Exercise instructions
Scan the lines below for the string "MemoMetricsReadRecorder" and copy every one that has it.

Stored items
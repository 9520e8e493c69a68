use crate::metrics::cell::MetricsCell;
use crate::metrics::traits::{MemoMetricsReadRecorder, MemoMetricsRecorder};

#[derive(Debug, Default)]
pub struct MemoMetrics {
    pub lookups: u64,
    pub hits: u64,
    pub misses: u64,
    pub computes: u64,
    pub compute_failures: u64,
    pub fills_refused: u64,
    pub entries_created: u64,
    pub collisions: u64,
    pub scan_steps: u64,
    pub probes: MetricsCell,
    pub probe_hits: MetricsCell,
}

impl MemoMetricsRecorder for MemoMetrics {
    fn record_hit(&mut self) {
        self.lookups += 1;
        self.hits += 1;
    }

    fn record_miss(&mut self) {
        self.lookups += 1;
        self.misses += 1;
    }

    fn record_compute(&mut self) {
        self.computes += 1;
    }

    fn record_compute_failure(&mut self) {
        self.compute_failures += 1;
    }

    fn record_fill_refused(&mut self) {
        self.fills_refused += 1;
    }

    fn record_entry_created(&mut self) {
        self.entries_created += 1;
    }

    fn record_collision(&mut self) {
        self.collisions += 1;
    }

    fn record_scan_step(&mut self) {
        self.scan_steps += 1;
    }
}

impl MemoMetricsReadRecorder for MemoMetrics {
    fn record_probe(&self) {
        self.probes.incr();
    }

    fn record_probe_hit(&self) {
        self.probe_hits.incr();
    }
}

#[cfg(test)]
mod tests {
    use super::*;

    #[test]
    fn hit_and_miss_both_count_as_lookups() {
        let mut m = MemoMetrics::default();
        m.record_hit();
        m.record_miss();
        m.record_miss();
        assert_eq!(m.lookups, 3);
        assert_eq!(m.hits, 1);
        assert_eq!(m.misses, 2);
    }

    #[test]
    fn probe_counters_work_through_shared_ref() {
        let m = MemoMetrics::default();
        let r = &m;
        r.record_probe();
        r.record_probe();
        r.record_probe_hit();
        assert_eq!(m.probes.get(), 2);
        assert_eq!(m.probe_hits.get(), 1);
    }
}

Reply to the task
use crate::metrics::traits::{MemoMetricsReadRecorder, MemoMetricsRecorder};
impl MemoMetricsReadRecorder for MemoMetrics {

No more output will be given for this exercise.